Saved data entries
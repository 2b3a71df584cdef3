#![cfg_attr(feature = "fail-on-warnings", deny(warnings))]
#![warn(clippy::all, clippy::pedantic, clippy::nursery, clippy::cargo)]
#![allow(clippy::multiple_crate_versions, clippy::cargo_common_metadata)]

//! In-memory census tract boundary index.
//!
//! Loads an ordered tract `FeatureCollection` (position = tract index),
//! builds an R-tree over tract envelopes, and answers the neighbor queries
//! used for income imputation. Geometry work goes through the
//! [`TractGeometry`] capability so the algorithms above this crate do not
//! depend on a particular geometry engine.

pub mod geometry;

use std::collections::BTreeMap;

use geo::MultiPolygon;
use geojson::{Feature, GeoJson};
use route_equity_geography_models::TractIndex;
use rstar::{AABB, RTree, RTreeObject};
use thiserror::Error;

pub use geometry::{Bounds, TractGeometry};

/// Errors that can occur while loading tract boundaries.
#[derive(Debug, Error)]
pub enum SpatialError {
    /// The input was not valid `GeoJSON`.
    #[error("GeoJSON error: {0}")]
    GeoJson(#[from] geojson::Error),

    /// The input parsed but was not a `FeatureCollection`.
    #[error("Expected a FeatureCollection of census tracts")]
    NotFeatureCollection,
}

/// A single census tract boundary.
#[derive(Debug, Clone)]
pub struct TractBoundary<G> {
    pub index: TractIndex,
    /// Identifier used to join income records (possibly composite).
    pub id: Option<String>,
    /// `None` when the source geometry was absent or unusable.
    pub geometry: Option<G>,
}

/// Tract envelope stored in the R-tree.
struct EnvelopeEntry {
    index: usize,
    envelope: AABB<[f64; 2]>,
}

impl RTreeObject for EnvelopeEntry {
    type Envelope = AABB<[f64; 2]>;

    fn envelope(&self) -> Self::Envelope {
        self.envelope
    }
}

/// Ordered tract boundaries plus an envelope index over them.
pub struct TractBoundaries<G = MultiPolygon<f64>> {
    tracts: Vec<TractBoundary<G>>,
    envelopes: RTree<EnvelopeEntry>,
}

impl<G: TractGeometry> TractBoundaries<G> {
    /// Builds the index from `(id, geometry)` pairs in tract order.
    #[must_use]
    pub fn new(tracts: Vec<(Option<String>, Option<G>)>) -> Self {
        let tracts: Vec<TractBoundary<G>> = tracts
            .into_iter()
            .enumerate()
            .map(|(i, (id, geometry))| TractBoundary {
                index: TractIndex(i),
                id,
                geometry,
            })
            .collect();

        let entries = tracts
            .iter()
            .filter_map(|tract| {
                let (bounds, _) = tract.geometry.as_ref()?.bounds_and_area()?;
                Some(EnvelopeEntry {
                    index: tract.index.0,
                    envelope: envelope_of(&bounds),
                })
            })
            .collect();

        Self {
            tracts,
            envelopes: RTree::bulk_load(entries),
        }
    }

    #[must_use]
    pub fn len(&self) -> usize {
        self.tracts.len()
    }

    #[must_use]
    pub fn is_empty(&self) -> bool {
        self.tracts.is_empty()
    }

    #[must_use]
    pub fn get(&self, index: TractIndex) -> Option<&TractBoundary<G>> {
        self.tracts.get(index.0)
    }

    pub fn iter(&self) -> impl Iterator<Item = &TractBoundary<G>> {
        self.tracts.iter()
    }

    /// Tracts whose geometry intersects the given tract's geometry.
    ///
    /// The tract itself is never included. Returns an empty list when the
    /// tract has no geometry. Results are in tract order.
    #[must_use]
    pub fn neighbors(&self, index: TractIndex) -> Vec<TractIndex> {
        let Some(target) = self.get(index).and_then(|t| t.geometry.as_ref()) else {
            return Vec::new();
        };
        let Some((bounds, _)) = target.bounds_and_area() else {
            return Vec::new();
        };

        let mut found: Vec<TractIndex> = self
            .envelopes
            .locate_in_envelope_intersecting(&envelope_of(&bounds))
            .filter(|entry| entry.index != index.0)
            .filter(|entry| {
                self.tracts[entry.index]
                    .geometry
                    .as_ref()
                    .is_some_and(|other| other.intersects(target))
            })
            .map(|entry| TractIndex(entry.index))
            .collect();

        found.sort_unstable();
        found
    }

    /// Identifier to tract index. When two tracts share an identifier the
    /// later one wins.
    #[must_use]
    pub fn id_lookup(&self) -> BTreeMap<String, TractIndex> {
        self.tracts
            .iter()
            .filter_map(|t| t.id.clone().map(|id| (id, t.index)))
            .collect()
    }
}

impl TractBoundaries<MultiPolygon<f64>> {
    /// Parses a tract `FeatureCollection`.
    ///
    /// The tract identifier is built from `id_properties`, joined with `|`
    /// when there is more than one (e.g. `["COUNTYFP", "NAME"]`). Features
    /// with unusable geometry keep their position so later tract indices
    /// do not shift.
    ///
    /// # Errors
    ///
    /// Returns an error if the input is not a `GeoJSON` `FeatureCollection`.
    pub fn from_geojson(input: &str, id_properties: &[String]) -> Result<Self, SpatialError> {
        let GeoJson::FeatureCollection(collection) = input.parse::<GeoJson>()? else {
            return Err(SpatialError::NotFeatureCollection);
        };

        let mut unusable = 0_usize;
        let tracts: Vec<_> = collection
            .features
            .into_iter()
            .map(|feature| {
                let id = composite_id(&feature, id_properties);
                let geometry = feature.geometry.and_then(to_multipolygon);
                if geometry.is_none() {
                    unusable += 1;
                }
                (id, geometry)
            })
            .collect();

        if unusable > 0 {
            log::warn!("{unusable} tract features have no usable polygon geometry");
        }
        log::info!("Loaded {} census tract boundaries", tracts.len());

        Ok(Self::new(tracts))
    }
}

/// Joins the requested feature properties into one identifier.
fn composite_id(feature: &Feature, id_properties: &[String]) -> Option<String> {
    let parts = id_properties
        .iter()
        .map(|key| match feature.property(key)? {
            serde_json::Value::String(s) => Some(s.clone()),
            serde_json::Value::Null => None,
            other => Some(other.to_string()),
        })
        .collect::<Option<Vec<_>>>()?;

    if parts.is_empty() {
        None
    } else {
        Some(parts.join("|"))
    }
}

/// Handles both `Polygon` and `MultiPolygon` geometry types.
fn to_multipolygon(geometry: geojson::Geometry) -> Option<MultiPolygon<f64>> {
    let geo_geom: geo::Geometry<f64> = geometry.try_into().ok()?;
    match geo_geom {
        geo::Geometry::MultiPolygon(mp) => Some(mp),
        geo::Geometry::Polygon(p) => Some(MultiPolygon(vec![p])),
        _ => None,
    }
}

fn envelope_of(bounds: &Bounds) -> AABB<[f64; 2]> {
    AABB::from_corners([bounds.min_x, bounds.min_y], [bounds.max_x, bounds.max_y])
}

→ **TO DO**
Return every entry exactly as given.

→ **ANSWER BOX**
repository 2b3a71df584cdef3
#![cfg_attr(feature = "fail-on-warnings", deny(warnings))]
#![warn(clippy::all, clippy::pedantic, clippy::nursery, clippy::cargo)]
#![allow(clippy::multiple_crate_versions, clippy::cargo_common_metadata)]

//! In-memory census tract boundary index.
//!
//! Loads an ordered tract `FeatureCollection` (position = tract index),
//! builds an R-tree over tract envelopes, and answers the neighbor queries
//! used for income imputation. Geometry work goes through the
//! [`TractGeometry`] capability so the algorithms above this crate do not
//! depend on a particular geometry engine.

pub mod geometry;

use std::collections::BTreeMap;

use geo::MultiPolygon;
use geojson::{Feature, GeoJson};
use route_equity_geography_models::TractIndex;
use rstar::{AABB, RTree, RTreeObject};
use thiserror::Error;

pub use geometry::{Bounds, TractGeometry};

/// Errors that can occur while loading tract boundaries.
#[derive(Debug, Error)]
pub enum SpatialError {
    /// The input was not valid `GeoJSON`.
    #[error("GeoJSON error: {0}")]
    GeoJson(#[from] geojson::Error),

    /// The input parsed but was not a `FeatureCollection`.
    #[error("Expected a FeatureCollection of census tracts")]
    NotFeatureCollection,
}

/// A single census tract boundary.
#[derive(Debug, Clone)]
pub struct TractBoundary<G> {
    pub index: TractIndex,
    /// Identifier used to join income records (possibly composite).
    pub id: Option<String>,
    /// `None` when the source geometry was absent or unusable.
    pub geometry: Option<G>,
}

/// Tract envelope stored in the R-tree.
struct EnvelopeEntry {
    index: usize,
    envelope: AABB<[f64; 2]>,
}

impl RTreeObject for EnvelopeEntry {
    type Envelope = AABB<[f64; 2]>;

    fn envelope(&self) -> Self::Envelope {
        self.envelope
    }
}

/// Ordered tract boundaries plus an envelope index over them.
pub struct TractBoundaries<G = MultiPolygon<f64>> {
    tracts: Vec<TractBoundary<G>>,
    envelopes: RTree<EnvelopeEntry>,
}

impl<G: TractGeometry> TractBoundaries<G> {
    /// Builds the index from `(id, geometry)` pairs in tract order.
    #[must_use]
    pub fn new(tracts: Vec<(Option<String>, Option<G>)>) -> Self {
        let tracts: Vec<TractBoundary<G>> = tracts
            .into_iter()
            .enumerate()
            .map(|(i, (id, geometry))| TractBoundary {
                index: TractIndex(i),
                id,
                geometry,
            })
            .collect();

        let entries = tracts
            .iter()
            .filter_map(|tract| {
                let (bounds, _) = tract.geometry.as_ref()?.bounds_and_area()?;
                Some(EnvelopeEntry {
                    index: tract.index.0,
                    envelope: envelope_of(&bounds),
                })
            })
            .collect();

        Self {
            tracts,
            envelopes: RTree::bulk_load(entries),
        }
    }

    #[must_use]
    pub fn len(&self) -> usize {
        self.tracts.len()
    }

    #[must_use]
    pub fn is_empty(&self) -> bool {
        self.tracts.is_empty()
    }

    #[must_use]
    pub fn get(&self, index: TractIndex) -> Option<&TractBoundary<G>> {
        self.tracts.get(index.0)
    }

    pub fn iter(&self) -> impl Iterator<Item = &TractBoundary<G>> {
        self.tracts.iter()
    }

    /// Tracts whose geometry intersects the given tract's geometry.
    ///
    /// The tract itself is never included. Returns an empty list when the
    /// tract has no geometry. Results are in tract order.
    #[must_use]
    pub fn neighbors(&self, index: TractIndex) -> Vec<TractIndex> {
        let Some(target) = self.get(index).and_then(|t| t.geometry.as_ref()) else {
            return Vec::new();
        };
        let Some((bounds, _)) = target.bounds_and_area() else {
            return Vec::new();
        };

        let mut found: Vec<TractIndex> = self
            .envelopes
            .locate_in_envelope_intersecting(&envelope_of(&bounds))
            .filter(|entry| entry.index != index.0)
            .filter(|entry| {
                self.tracts[entry.index]
                    .geometry
                    .as_ref()
                    .is_some_and(|other| other.intersects(target))
            })
            .map(|entry| TractIndex(entry.index))
            .collect();

        found.sort_unstable();
        found
    }

    /// Identifier to tract index. When two tracts share an identifier the
    /// later one wins.
    #[must_use]
    pub fn id_lookup(&self) -> BTreeMap<String, TractIndex> {
        self.tracts
            .iter()
            .filter_map(|t| t.id.clone().map(|id| (id, t.index)))
            .collect()
    }
}

impl TractBoundaries<MultiPolygon<f64>> {
    /// Parses a tract `FeatureCollection`.
    ///
    /// The tract identifier is built from `id_properties`, joined with `|`
    /// when there is more than one (e.g. `["COUNTYFP", "NAME"]`). Features
    /// with unusable geometry keep their position so later tract indices
    /// do not shift.
    ///
    /// # Errors
    ///
    /// Returns an error if the input is not a `GeoJSON` `FeatureCollection`.
    pub fn from_geojson(input: &str, id_properties: &[String]) -> Result<Self, SpatialError> {
        let GeoJson::FeatureCollection(collection) = input.parse::<GeoJson>()? else {
            return Err(SpatialError::NotFeatureCollection);
        };

        let mut unusable = 0_usize;
        let tracts: Vec<_> = collection
            .features
            .into_iter()
            .map(|feature| {
                let id = composite_id(&feature, id_properties);
                let geometry = feature.geometry.and_then(to_multipolygon);
                if geometry.is_none() {
                    unusable += 1;
                }
                (id, geometry)
            })
            .collect();

        if unusable > 0 {
            log::warn!("{unusable} tract features have no usable polygon geometry");
        }
        log::info!("Loaded {} census tract boundaries", tracts.len());

        Ok(Self::new(tracts))
    }
}

/// Joins the requested feature properties into one identifier.
fn composite_id(feature: &Feature, id_properties: &[String]) -> Option<String> {
    let parts = id_properties
        .iter()
        .map(|key| match feature.property(key)? {
            serde_json::Value::String(s) => Some(s.clone()),
            serde_json::Value::Null => None,
            other => Some(other.to_string()),
        })
        .collect::<Option<Vec<_>>>()?;

    if parts.is_empty() {
        None
    } else {
        Some(parts.join("|"))
    }
}

/// Handles both `Polygon` and `MultiPolygon` geometry types.
fn to_multipolygon(geometry: geojson::Geometry) -> Option<MultiPolygon<f64>> {
    let geo_geom: geo::Geometry<f64> = geometry.try_into().ok()?;
    match geo_geom {
        geo::Geometry::MultiPolygon(mp) => Some(mp),
        geo::Geometry::Polygon(p) => Some(MultiPolygon(vec![p])),
        _ => None,
    }
}

fn envelope_of(bounds: &Bounds) -> AABB<[f64; 2]> {
    AABB::from_corners([bounds.min_x, bounds.min_y], [bounds.max_x, bounds.max_y])
}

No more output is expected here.